It seems so simple. A ripe ear of corn can go from plant to BBQ in just a couple of minutes. We can season it in no time with salt and pepper, butter, or chili and lime. “Corn on the cob” may seem as American as apple pie–but is it? Geographically speaking, kind of (unlike the apple, which made its way here from Kazakhstan). Culturally, it gets way more complex and interesting. As the weather warms up and we begin planting age-old staple crops such as corn, wheat, and beans, let’s visit the legends and culture behind what might seem to be the most basic of foods. In 2nd, 4th and 5th grades, we explored this very thing.
In the Andean region of South America, the Inca civilization flourished on an agriculture of nutrient-dense maize (corn). Domesticated in Mesoamerica some 8,000 years ago, maize was grown by the Incas on a large scale, providing ample energy to build a mighty empire. Maize was also easily transported for trade by indigenous llamas; more on them in a minute. So why, at elevations over 10,000 feet, did maize do so well? Two main factors facilitated the boom, according to Alex Chepstow-Lustry of the French Institute of Andean Studies in Lima, Peru (see this article). The first: a warming period. The second: llama poop. Chepstow-Lustry took mud cores from an Andean lake and found that high levels of maize pollen suddenly showed up 2,700 years ago. High levels of mite remains also appeared in the core–mites that feasted on animal dung. The core reveals that the Inca used llama dung for the organic fertilizer needed to grow maize so prolifically. Thus, a civilization prospered.

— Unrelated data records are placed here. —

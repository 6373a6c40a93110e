//! Settlement engine
//!
//! Coordinates accounts, proposals and owner decisions against a record
//! store and a chain. All mutations of one transaction run under that
//! transaction's lock, so a decision and a reconciliation tick never
//! interleave on the same record.

use chrono::Utc;
use futures::future::join_all;
use log::{error, info, warn};
use parking_lot::Mutex;
use std::collections::HashMap;
use std::fmt;
use std::future::Future;
use std::sync::Arc;
use tokio::sync::Mutex as AsyncMutex;

use super::account::Account;
use super::error::SettlementError;
use super::ledger::{Decision, SignRequestLedger};
use super::lifecycle::{self, Broadcast};
use super::proposal::{decimals_script, invoke_script, transfer_script, ProposalKind, ProposalRequest};
use super::transaction::{SignResult, TransactionRecord, TransactionStatus};
use super::witness::{try_assemble, AdditionalSigner};
use crate::config::SettlementConfig;
use crate::core::{ScriptHash, Transaction, TxHash};
use crate::crypto::{transaction_sign_data, PublicKey};
use crate::rpc::{with_timeout, ChainRpc, RpcError};
use crate::storage::{RecordStore, StoreError, TransactionSnapshot};

// =============================================================================
// Tick Report
// =============================================================================

/// Summary of one reconciliation pass
#[derive(Debug, Clone, Default, PartialEq, Eq)]
pub struct TickReport {
    /// Open transactions looked at
    pub checked: usize,
    pub broadcast: usize,
    pub rebroadcast: usize,
    pub executed: usize,
    pub expired: usize,
    pub failed: usize,
    /// Network or store failures; retried next tick
    pub errors: usize,
}

impl TickReport {
    /// Nothing changed and nothing went wrong
    pub fn is_idle(&self) -> bool {
        self.broadcast + self.rebroadcast + self.executed + self.expired + self.failed + self.errors
            == 0
    }

    fn count(&mut self, outcome: TickOutcome) {
        match outcome {
            TickOutcome::Unchanged => {}
            TickOutcome::Broadcast => self.broadcast += 1,
            TickOutcome::Rebroadcast => self.rebroadcast += 1,
            TickOutcome::Executed => self.executed += 1,
            TickOutcome::Expired => self.expired += 1,
            TickOutcome::Failed => self.failed += 1,
        }
    }
}

impl fmt::Display for TickReport {
    fn fmt(&self, f: &mut fmt::Formatter<'_>) -> fmt::Result {
        write!(
            f,
            "checked {}, broadcast {}, re-sent {}, executed {}, expired {}, failed {}, errors {}",
            self.checked,
            self.broadcast,
            self.rebroadcast,
            self.executed,
            self.expired,
            self.failed,
            self.errors
        )
    }
}

#[derive(Debug, Clone, Copy, PartialEq, Eq)]
enum TickOutcome {
    Unchanged,
    Broadcast,
    Rebroadcast,
    Executed,
    Expired,
    Failed,
}

// =============================================================================
// Engine
// =============================================================================

/// Attempts at a decision when another writer keeps moving the record
const MAX_COMMIT_ATTEMPTS: usize = 3;

/// Multi-signature settlement engine
pub struct SettlementEngine {
    store: Arc<dyn RecordStore>,
    chain: Arc<dyn ChainRpc>,
    config: SettlementConfig,
    locks: Mutex<HashMap<TxHash, Arc<AsyncMutex<()>>>>,
}
//! Long-running background services

pub mod reconciler;

pub use reconciler::{ReconcilerHandle, ReconciliationLoop};
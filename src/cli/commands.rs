//! CLI commands for the settlement engine
//!
//! Implements all command handlers for the CLI interface.

use std::sync::Arc;

use crate::config::SettlementConfig;
use crate::core::{ContractParameter, ScriptHash, TxHash};
use crate::crypto::{is_valid_public_key_hex, PublicKey};
use crate::multisig::{
    AdditionalSigner, Decision, FeePayer, ProposalKind, ProposalRequest, SettlementEngine,
    TransactionRecord,
};
use crate::rpc::JsonRpcChain;
use crate::service::ReconciliationLoop;
use crate::storage::SqliteStore;

/// Result type for CLI operations
pub type CliResult<T> = Result<T, Box<dyn std::error::Error>>;

/// Application state
pub struct AppState {
    pub engine: Arc<SettlementEngine>,
    pub store: Arc<SqliteStore>,
    pub config: SettlementConfig,
}

impl AppState {
    /// Open the record store and connect the chain client
    pub async fn new(config: SettlementConfig) -> CliResult<Self> {
        config.validate()?;
        let store = Arc::new(SqliteStore::open(config.storage()).await?);
        let chain = Arc::new(JsonRpcChain::new(&config.rpc_url, config.rpc_timeout())?);
        let engine = Arc::new(SettlementEngine::new(
            store.clone(),
            chain,
            config.clone(),
        ));
        Ok(Self {
            engine,
            store,
            config,
        })
    }
}

// =============================================================================
// Argument parsing
// =============================================================================

/// Comma-separated compressed public keys
pub fn parse_keys(input: &str) -> CliResult<Vec<PublicKey>> {
    input
        .split(',')
        .map(str::trim)
        .filter(|k| !k.is_empty())
        .map(|k| PublicKey::from_hex(k).map_err(Into::into))
        .collect()
}

/// `account` (or nothing) for the account itself, otherwise an owner key
pub fn parse_fee_payer(input: Option<&str>) -> CliResult<FeePayer> {
    match input.map(str::trim) {
        None | Some("") | Some("account") => Ok(FeePayer::Account),
        Some(key) => Ok(FeePayer::Owner(PublicKey::from_hex(key)?)),
    }
}

/// A public key for a single-signature signer, otherwise a contract hash
/// or address
pub fn parse_additional(input: Option<&str>) -> CliResult<Option<AdditionalSigner>> {
    let Some(value) = input.map(str::trim).filter(|v| !v.is_empty()) else {
        return Ok(None);
    };
    if is_valid_public_key_hex(value) {
        return Ok(Some(AdditionalSigner::Key(PublicKey::from_hex(value)?)));
    }
    Ok(Some(AdditionalSigner::Contract(ScriptHash::parse_any(value)?)))
}

async fn print_record(state: &AppState, record: &TransactionRecord) -> CliResult<()> {
    let results = state.engine.sign_results(&record.hash()).await?;
    let approvals = results.iter().filter(|r| r.approved).count();
    println!("   {} [{}]", record.hash(), record.status());
    println!("   ├─ {}", record.kind());
    println!(
        "   ├─ Decisions: {} approved, {} rejected",
        approvals,
        results.len() - approvals
    );
    println!("   └─ Valid until block {}", record.valid_until_block());
    Ok(())
}

// =============================================================================
// Accounts
// =============================================================================

/// Register a multi-signature account
pub async fn cmd_account_create(
    state: &AppState,
    threshold: usize,
    keys: &str,
    label: Option<String>,
) -> CliResult<()> {
    let keys = parse_keys(keys)?;
    let account = state.engine.register_account(threshold, keys, label).await?;

    println!("✅ Account registered!");
    println!("   📫 Address: {}", account.address());
    println!("   🔐 Policy: {}", account.description());
    println!("   #️⃣  Script hash: {}", account.script_hash());
    for (i, owner) in account.owner_addresses().iter().enumerate() {
        println!("   👤 Owner {}: {}", i + 1, owner);
    }
    Ok(())
}

/// Show one account
pub async fn cmd_account_show(state: &AppState, address: &str) -> CliResult<()> {
    let account = state.engine.account(&ScriptHash::parse_any(address)?).await?;

    println!("🔐 Account {}", account.address());
    if let Some(label) = account.label() {
        println!("   Label: {}", label);
    }
    println!("   Policy: {}", account.description());
    println!("   Created: {}", account.created_at());
    println!("   Verification script: {}", hex::encode(account.verification_script()));
    for key in account.public_keys() {
        println!("   👤 {} ({})", key.address(), key);
    }
    Ok(())
}

/// List every registered account
pub async fn cmd_account_list(state: &AppState) -> CliResult<()> {
    let accounts = state.engine.accounts().await?;
    if accounts.is_empty() {
        println!("🔐 No accounts registered yet.");
        return Ok(());
    }
    println!("🔐 Accounts ({}):", accounts.len());
    for account in accounts {
        println!(
            "   {} {} {}",
            account.address(),
            account.description(),
            account.label().unwrap_or_default()
        );
    }
    Ok(())
}

// =============================================================================
// Transactions
// =============================================================================

/// List the transactions of an account
pub async fn cmd_tx_list(state: &AppState, address: &str) -> CliResult<()> {
    let records = state
        .engine
        .list_transactions(&ScriptHash::parse_any(address)?)
        .await?;
    if records.is_empty() {
        println!("📭 No transactions for {}", address);
        return Ok(());
    }
    println!("📜 Transactions ({}):", records.len());
    for record in &records {
        print_record(state, record).await?;
    }
    Ok(())
}

/// Show one transaction with every decision
pub async fn cmd_tx_show(state: &AppState, hash: &str) -> CliResult<()> {
    let hash: TxHash = hash.parse()?;
    let snapshot = state.engine.snapshot(&hash).await?;
    let record = &snapshot.record;

    println!("📜 Transaction {}", record.hash());
    println!("   Account: {}", snapshot.account.address());
    println!("   Action: {}", record.kind());
    println!("   Status: {}", record.status());
    if let Some(reason) = record.failure_reason() {
        println!("   Reason: {}", reason);
    }
    println!("   Valid until block: {}", record.valid_until_block());
    println!("   Created: {}", record.created_at());
    if let Some(at) = record.submitted_at() {
        println!("   Submitted: {}", at);
    }
    for result in &snapshot.sign_results {
        let mark = if result.approved { "✅" } else { "❌" };
        println!("   {} {} at {}", mark, result.signer.address(), result.submitted_at);
    }
    println!("   Raw: {}", hex::encode(record.raw()));
    Ok(())
}

/// Print the bytes an owner signs for a transaction
pub async fn cmd_sign_data(state: &AppState, hash: &str) -> CliResult<()> {
    let hash: TxHash = hash.parse()?;
    let data = state.engine.sign_data(&hash).await?;
    println!("{}", hex::encode(data));
    Ok(())
}

/// Submit an approval or rejection
pub async fn cmd_sign(
    state: &AppState,
    hash: &str,
    signer: &str,
    approve: bool,
    signature: Option<String>,
) -> CliResult<()> {
    let hash: TxHash = hash.parse()?;
    let signer = PublicKey::from_hex(signer)?;
    let decision = if approve {
        let signature = signature.ok_or("--signature is required to approve")?;
        Decision::approve(signer, signature)
    } else {
        Decision::reject(signer)
    };

    let status = state.engine.submit_sign_result(&hash, decision).await?;
    println!("✅ Decision recorded for {}", hash);
    println!("   Status: {}", status);
    Ok(())
}

/// Propose a NEP-17 transfer out of an account
#[allow(clippy::too_many_arguments)]
pub async fn cmd_propose_transfer(
    state: &AppState,
    account: &str,
    proposer: &str,
    asset: &str,
    to: &str,
    amount: &str,
    fee_payer: Option<&str>,
    additional: Option<&str>,
) -> CliResult<()> {
    let request = ProposalRequest {
        account: ScriptHash::parse_any(account)?,
        proposer: PublicKey::from_hex(proposer)?,
        kind: ProposalKind::Transfer {
            asset: ScriptHash::parse_any(asset)?,
            to: ScriptHash::parse_any(to)?,
            amount: amount.to_string(),
        },
        fee_payer: parse_fee_payer(fee_payer)?,
        additional: parse_additional(additional)?,
    };
    propose(state, request).await
}

/// Propose a contract invocation from an account
#[allow(clippy::too_many_arguments)]
pub async fn cmd_propose_invoke(
    state: &AppState,
    account: &str,
    proposer: &str,
    contract: &str,
    method: &str,
    params: Option<&str>,
    fee_payer: Option<&str>,
    additional: Option<&str>,
) -> CliResult<()> {
    let params = match params {
        Some(json) => ContractParameter::list_from_json(&serde_json::from_str(json)?)?,
        None => Vec::new(),
    };
    let request = ProposalRequest {
        account: ScriptHash::parse_any(account)?,
        proposer: PublicKey::from_hex(proposer)?,
        kind: ProposalKind::Invoke {
            contract: ScriptHash::parse_any(contract)?,
            method: method.to_string(),
            params,
        },
        fee_payer: parse_fee_payer(fee_payer)?,
        additional: parse_additional(additional)?,
    };
    propose(state, request).await
}

async fn propose(state: &AppState, request: ProposalRequest) -> CliResult<()> {
    let record = state.engine.propose(request).await?;
    let tx = record.transaction()?;

    println!("✅ Transaction proposed!");
    println!("   #️⃣  Hash: {}", record.hash());
    println!("   📝 {}", record.kind());
    println!("   ⛽ System fee: {}", tx.system_fee);
    println!("   ⛽ Network fee: {}", tx.network_fee);
    println!("   ⏳ Valid until block: {}", record.valid_until_block());
    println!(
        "   ✍️  Owners sign: {}",
        hex::encode(state.engine.sign_data(&record.hash()).await?)
    );
    Ok(())
}

/// Run the reconciliation loop until Ctrl+C
pub async fn cmd_run(state: &AppState) -> CliResult<()> {
    let stats = state.store.stats().await?;
    println!("🔄 Reconciling against {}", state.config.rpc_url);
    println!(
        "   {} accounts, {} transactions, every {}s",
        stats.accounts, stats.transactions, state.config.reconcile_interval_secs
    );

    let handle = ReconciliationLoop::new(state.engine.clone()).spawn();
    tokio::signal::ctrl_c().await?;
    println!("\n📴 Shutting down...");
    let ticks = handle.stop().await;
    println!("✅ Stopped after {} ticks", ticks);
    Ok(())
}
//! NeoVM script construction
//!
//! Provides the opcode subset needed to build invocation scripts,
//! verification contracts (single and multi-signature) and dynamic
//! contract calls.

use thiserror::Error;

use super::params::ContractParameter;
use super::types::ScriptHash;
use crate::crypto::hash::sha256;
use crate::crypto::keys::PublicKey;

// =============================================================================
// Opcodes
// =============================================================================

/// NeoVM opcodes used by this crate
pub mod opcode {
    pub const PUSHINT8: u8 = 0x00;
    pub const PUSHINT16: u8 = 0x01;
    pub const PUSHINT32: u8 = 0x02;
    pub const PUSHINT64: u8 = 0x03;
    pub const PUSHINT128: u8 = 0x04;
    pub const PUSHT: u8 = 0x08;
    pub const PUSHF: u8 = 0x09;
    pub const PUSHNULL: u8 = 0x0B;
    pub const PUSHDATA1: u8 = 0x0C;
    pub const PUSHDATA2: u8 = 0x0D;
    pub const PUSHDATA4: u8 = 0x0E;
    pub const PUSHM1: u8 = 0x0F;
    pub const PUSH0: u8 = 0x10;
    pub const PUSH1: u8 = 0x11;
    pub const PUSH16: u8 = 0x20;
    pub const SYSCALL: u8 = 0x41;
    pub const PACK: u8 = 0xC0;
    pub const NEWARRAY0: u8 = 0xC2;
}

/// Interop service names
pub mod interop {
    pub const CHECK_SIG: &str = "System.Crypto.CheckSig";
    pub const CHECK_MULTISIG: &str = "System.Crypto.CheckMultisig";
    pub const CONTRACT_CALL: &str = "System.Contract.Call";
}

/// `CallFlags.All`
pub const CALL_FLAGS_ALL: u8 = 0x0F;

/// Upper bound on keys in a multi-signature contract
pub const MAX_MULTISIG_KEYS: usize = 1024;

/// Interop id: first four bytes of SHA-256 over the ASCII service name
pub fn interop_id(name: &str) -> [u8; 4] {
    let digest = sha256(name.as_bytes());
    [digest[0], digest[1], digest[2], digest[3]]
}

// =============================================================================
// Errors
// =============================================================================

#[derive(Error, Debug, Clone, PartialEq, Eq)]
pub enum ScriptError {
    #[error("Invalid threshold: {threshold} of {keys} keys")]
    InvalidThreshold { threshold: usize, keys: usize },
    #[error("Too many keys: {0}")]
    TooManyKeys(usize),
    #[error("Duplicate public key: {0}")]
    DuplicateKey(String),
}

// =============================================================================
// Script Builder
// =============================================================================

/// Incremental NeoVM script writer
#[derive(Debug, Default, Clone)]
pub struct ScriptBuilder {
    script: Vec<u8>,
}

impl ScriptBuilder {
    pub fn new() -> Self {
        Self { script: Vec::new() }
    }

    pub fn emit(&mut self, op: u8) -> &mut Self {
        self.script.push(op);
        self
    }

    /// Push a byte string with the smallest PUSHDATA form that fits
    pub fn emit_push_bytes(&mut self, data: &[u8]) -> &mut Self {
        let len = data.len();
        if len < 0x100 {
            self.script.push(opcode::PUSHDATA1);
            self.script.push(len as u8);
        } else if len < 0x1_0000 {
            self.script.push(opcode::PUSHDATA2);
            self.script.extend_from_slice(&(len as u16).to_le_bytes());
        } else {
            self.script.push(opcode::PUSHDATA4);
            self.script.extend_from_slice(&(len as u32).to_le_bytes());
        }
        self.script.extend_from_slice(data);
        self
    }

    pub fn emit_push_str(&mut self, value: &str) -> &mut Self {
        self.emit_push_bytes(value.as_bytes())
    }

    pub fn emit_push_bool(&mut self, value: bool) -> &mut Self {
        self.emit(if value { opcode::PUSHT } else { opcode::PUSHF })
    }

    pub fn emit_push_null(&mut self) -> &mut Self {
        self.emit(opcode::PUSHNULL)
    }

    /// Push an integer: `PUSHM1`/`PUSH0..PUSH16` for small values, otherwise
    /// the narrowest `PUSHINT*` holding its two's complement form.
    pub fn emit_push_int(&mut self, value: i128) -> &mut Self {
        if (-1..=16).contains(&value) {
            return self.emit((opcode::PUSH0 as i128 + value) as u8);
        }
        let bytes = value.to_le_bytes();
        let (op, width) = [
            (opcode::PUSHINT8, 1usize),
            (opcode::PUSHINT16, 2),
            (opcode::PUSHINT32, 4),
            (opcode::PUSHINT64, 8),
        ]
        .into_iter()
        .find(|(_, width)| {
            let bits = (*width as u32) * 8 - 1;
            value >= -(1i128 << bits) && value < (1i128 << bits)
        })
        .unwrap_or((opcode::PUSHINT128, 16));
        self.script.push(op);
        self.script.extend_from_slice(&bytes[..width]);
        self
    }

    pub fn emit_syscall(&mut self, name: &str) -> &mut Self {
        self.script.push(opcode::SYSCALL);
        self.script.extend_from_slice(&interop_id(name));
        self
    }

    /// Call `method` on `contract` with `CallFlags.All`
    pub fn emit_dynamic_call(
        &mut self,
        contract: &ScriptHash,
        method: &str,
        args: &[ContractParameter],
    ) -> &mut Self {
        if args.is_empty() {
            self.emit(opcode::NEWARRAY0);
        } else {
            for arg in args.iter().rev() {
                arg.emit(self);
            }
            self.emit_push_int(args.len() as i128);
            self.emit(opcode::PACK);
        }
        self.emit_push_int(CALL_FLAGS_ALL as i128);
        self.emit_push_str(method);
        self.emit_push_bytes(contract.as_bytes());
        self.emit_syscall(interop::CONTRACT_CALL)
    }

    pub fn len(&self) -> usize {
        self.script.len()
    }

    pub fn is_empty(&self) -> bool {
        self.script.is_empty()
    }

    pub fn into_bytes(self) -> Vec<u8> {
        self.script
    }
}

// =============================================================================
// Verification Contracts
// =============================================================================

/// A verification contract script together with its script hash
#[derive(Debug, Clone, PartialEq, Eq)]
pub struct Contract {
    script: Vec<u8>,
    script_hash: ScriptHash,
}

impl Contract {
    fn from_script(script: Vec<u8>) -> Self {
        let script_hash = ScriptHash::from_script(&script);
        Self {
            script,
            script_hash,
        }
    }

    /// `PUSHDATA1 <key> SYSCALL CheckSig`
    pub fn signature(key: &PublicKey) -> Self {
        let mut sb = ScriptBuilder::new();
        sb.emit_push_bytes(key.as_bytes())
            .emit_syscall(interop::CHECK_SIG);
        Self::from_script(sb.into_bytes())
    }

    /// `PUSH m, PUSHDATA1 <key>..., PUSH n, SYSCALL CheckMultisig`
    ///
    /// Keys are sorted before emission, so the result does not depend on
    /// the order they are passed in.
    pub fn multisig(threshold: usize, keys: &[PublicKey]) -> Result<Self, ScriptError> {
        if keys.len() > MAX_MULTISIG_KEYS {
            return Err(ScriptError::TooManyKeys(keys.len()));
        }
        if threshold == 0 || threshold > keys.len() {
            return Err(ScriptError::InvalidThreshold {
                threshold,
                keys: keys.len(),
            });
        }
        let mut sorted = keys.to_vec();
        sorted.sort();
        if let Some(pair) = sorted.windows(2).find(|pair| pair[0] == pair[1]) {
            return Err(ScriptError::DuplicateKey(pair[0].to_hex()));
        }

        let mut sb = ScriptBuilder::new();
        sb.emit_push_int(threshold as i128);
        for key in &sorted {
            sb.emit_push_bytes(key.as_bytes());
        }
        sb.emit_push_int(sorted.len() as i128)
            .emit_syscall(interop::CHECK_MULTISIG);
        Ok(Self::from_script(sb.into_bytes()))
    }

    pub fn script(&self) -> &[u8] {
        &self.script
    }

    pub fn script_hash(&self) -> ScriptHash {
        self.script_hash
    }

    pub fn address(&self) -> String {
        self.script_hash.to_address()
    }
}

But there is so much more to staple crops than the scientific conditions that propel them. The Inca, like many indigenous cultures throughout the Americas, used maize for more than just sustenance. Spiritual offerings, legends, special fermented beverages used for ceremonies, the lore of maize origins–these things were very much attached to corn, this food that for many of us may initiate something as comparatively boring as BBQ cravings. In 5th grade we read a Penobscot legend called Corn Mother. The legend begins with Kloskurbeh, the All Maker, who lived on earth before there were people. One day his nephew appears, “born from the foam of the waves, foam quickened by the wind and warmed by the sun.” Another day, a woman appears, “born of the wonderful earth plant, and of the dew, and of warmth.” She and Kloskurbeh’s nephew marry and she becomes First Mother. As the population of earth increases, there is a shortage of food to be hunted. Bereaved at her children’s hunger, First Mother asks her husband to slay her, to have her sons drag her body over a patch of earth until her flesh covers the soil, and to bury her bones at the center of the clearing. “Wait seven moons and then come back, and you will find my flesh there, flesh given out of love, and it will nourish and strengthen you forever and ever.” She also advises them to not eat all of the flesh (kernels), but to return some to the ground so that future generations will be nourished.
These and thousands of other culture stories (which are also often lessons) remind us that food is so much more than the thing that makes us biochemically tick. Imagine that with every bite of food there is a whole world of ideologies and legends, a world of sacrifices and dead languages. They are all there, even if we can’t taste them.